En défendant un modèle majoritairement basé sur la productivité, l’USP ne laisse-t-elle pas de côté des alternatives agronomiques et commerciales  – dont les microfermes, les circuits courts, le bio – qui bénéficient pourtant d’une popularité croissante?
➤ L’évolution de la vente directe est extrêmement positive et nous encourageons cette dynamique. Mais ce secteur ne représente que 5% du marché! Idem pour le bio, qui concerne seulement 11% des surfaces. Ces parts sont jusqu’à maintenant encore trop faibles pour prétendre inverser la donne de façon conséquente. Sans un changement d’attitude des consommateurs, nous ne pouvons pas prendre le risque de réorienter la production et de perdre des parts de marché qui profiteront à l’étranger.

Cette notion de sécurité alimentaire est devenue votre argument n°1 dans les débats. Ne craignez-vous pas de trop miser sur cet aspect?
➤ Non, pas du tout. Le sujet est plus que jamais d’actualité. La production d’aliments reste notre priorité claire et absolue! On le voit bien dans le secteur énergétique: entre la crise du coronavirus et la guerre en Ukraine, les importations ne sont pas si aisées et garanties! Il faut donc tout faire pour conserver nos 55% d’autosuffisance alimentaire.

Que répondez-vous à ceux qui proposent de réaffecter des terres à la production de protéines végétales destinée à la consommation humaine pour améliorer l’autonomie alimentaire tout en répondant aux défis environnementaux et climatiques?
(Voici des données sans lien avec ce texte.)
//! Retrieval service: the ingestion and question-answering pipelines.
//!
//! Both entry points take the store and the embedder as explicit trait
//! objects, so the CLI, the HTTP server, and the tests all drive the same
//! code paths with different backends.
//!
//! Ingestion embeds every chunk before anything touches the store: the
//! vectors are buffered in memory, and only once all of them are in hand
//! is the document row created and each chunk persisted. An embedding
//! failure (the dominant failure mode) therefore leaves the store
//! untouched. A storage failure during the final write sequence can still
//! leave a partial document; each chunk insert is individually atomic.

use anyhow::{Context, Result};
use serde::Serialize;

use quarry_core::chunk::chunk_text;
use quarry_core::embedding::Embedder;
use quarry_core::rank::rank;
use quarry_core::store::CorpusStore;
use quarry_core::CoreError;

use crate::config::{ChunkingConfig, EmbeddingConfig};

/// Maximum characters of a source excerpt in an [`Answer`].
const EXCERPT_CHARS: usize = 300;

/// Maximum characters of the assembled answer text.
const ANSWER_CHARS: usize = 500;

/// Number of top sources stitched into the answer text.
const ANSWER_SOURCES: usize = 3;

/// Outcome of ingesting one document.
#[derive(Debug, Serialize)]
pub struct IngestResult {
    pub doc_id: i64,
    pub chunk_count: usize,
}

/// One ranked source backing an [`Answer`].
#[derive(Debug, Serialize)]
pub struct Source {
    pub doc_name: String,
    pub excerpt: String,
    pub score: f32,
}

/// Response to a retrieval query.
#[derive(Debug, Serialize)]
pub struct Answer {
    pub answer: String,
    pub sources: Vec<Source>,
}

/// Chunk, embed, and persist a document.
pub async fn ingest(
    store: &dyn CorpusStore,
    embedder: &dyn Embedder,
    name: &str,
    content: &str,
    chunking: &ChunkingConfig,
    embedding: &EmbeddingConfig,
) -> Result<IngestResult> {
    let chunks = chunk_text(content, chunking.window, chunking.overlap)?;
    let batch_size = embedding.batch_size.max(1);

    // Embed everything up front. Nothing is persisted until every vector
    // has been produced and validated.
    let mut vectors: Vec<Vec<f32>> = Vec::with_capacity(chunks.len());
    for batch in chunks.chunks(batch_size) {
        let batch_vectors = embedder
            .embed_batch(batch)
            .await
            .with_context(|| format!("Failed to embed chunks of '{}'", name))?;

        if batch_vectors.len() != batch.len() {
            anyhow::bail!(
                "Embedding provider returned {} vectors for {} inputs",
                batch_vectors.len(),
                batch.len()
            );
        }

        for vector in &batch_vectors {
            check_dims(embedder, vector)?;
        }
        vectors.extend(batch_vectors);
    }

    let doc_id = store
        .add_document(name, content)
        .await
        .with_context(|| format!("Failed to store document '{}'", name))?;

    for (text, vector) in chunks.iter().zip(&vectors) {
        store.add_chunk(doc_id, text, vector).await?;
    }

    Ok(IngestResult {
        doc_id,
        chunk_count: chunks.len(),
    })
}

/// Embed the query, scan the corpus, and assemble a ranked answer.
pub async fn answer(
    store: &dyn CorpusStore,
    embedder: &dyn Embedder,
    query: &str,
    top_k: i64,
) -> Result<Answer> {
    let query_vec = embedder
        .embed(query)
        .await
        .context("Failed to embed query")?;
    check_dims(embedder, &query_vec)?;

    let entries = store.iterate_chunks().await?;
    let ranked = rank(&query_vec, &entries, top_k)?;

    if ranked.is_empty() {
        return Ok(Answer {
            answer: "No matching passages in the corpus.".to_string(),
            sources: Vec::new(),
        });
    }

    let combined = ranked
        .iter()
        .take(ANSWER_SOURCES)
        .map(|r| r.text.as_str())
        .collect::<Vec<_>>()
        .join("\n\n");

    let answer = format!(
        "Based on the retrieved information: {}",
        truncate_chars(&combined, ANSWER_CHARS)
    );

    let sources = ranked
        .into_iter()
        .map(|r| Source {
            excerpt: truncate_chars(&r.text, EXCERPT_CHARS),
            doc_name: r.doc_name,
            score: r.score,
        })
        .collect();

    Ok(Answer { answer, sources })
}

/// Validate vector width against the provider's declared dimensionality.
fn check_dims(embedder: &dyn Embedder, vector: &[f32]) -> Result<()> {
    let expected = embedder.dims();
    if expected != 0 && vector.len() != expected {
        return Err(CoreError::DimensionMismatch {
            expected,
            actual: vector.len(),
        }
        .into());
    }
    Ok(())
}

/// Truncate on a character boundary, appending `...` when text was cut.
fn truncate_chars(text: &str, max_chars: usize) -> String {
    match text.char_indices().nth(max_chars) {
        Some((byte_idx, _)) => format!("{}...", &text[..byte_idx]),
        None => text.to_string(),
    }
}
➤ D’une part que nos modes de culture actuels ne sont pas incompatibles avec la protection de la biodiversité, nos paysans le prouvent au quotidien. Et ensuite, que diminuer la production animale reviendrait pour l’instant à augmenter les importations. Le jour où les consommateurs seront demandeurs et prêts à payer pour une autre alimentation, alors les paysans prendront le virage. Ils sont prêts à s’adapter.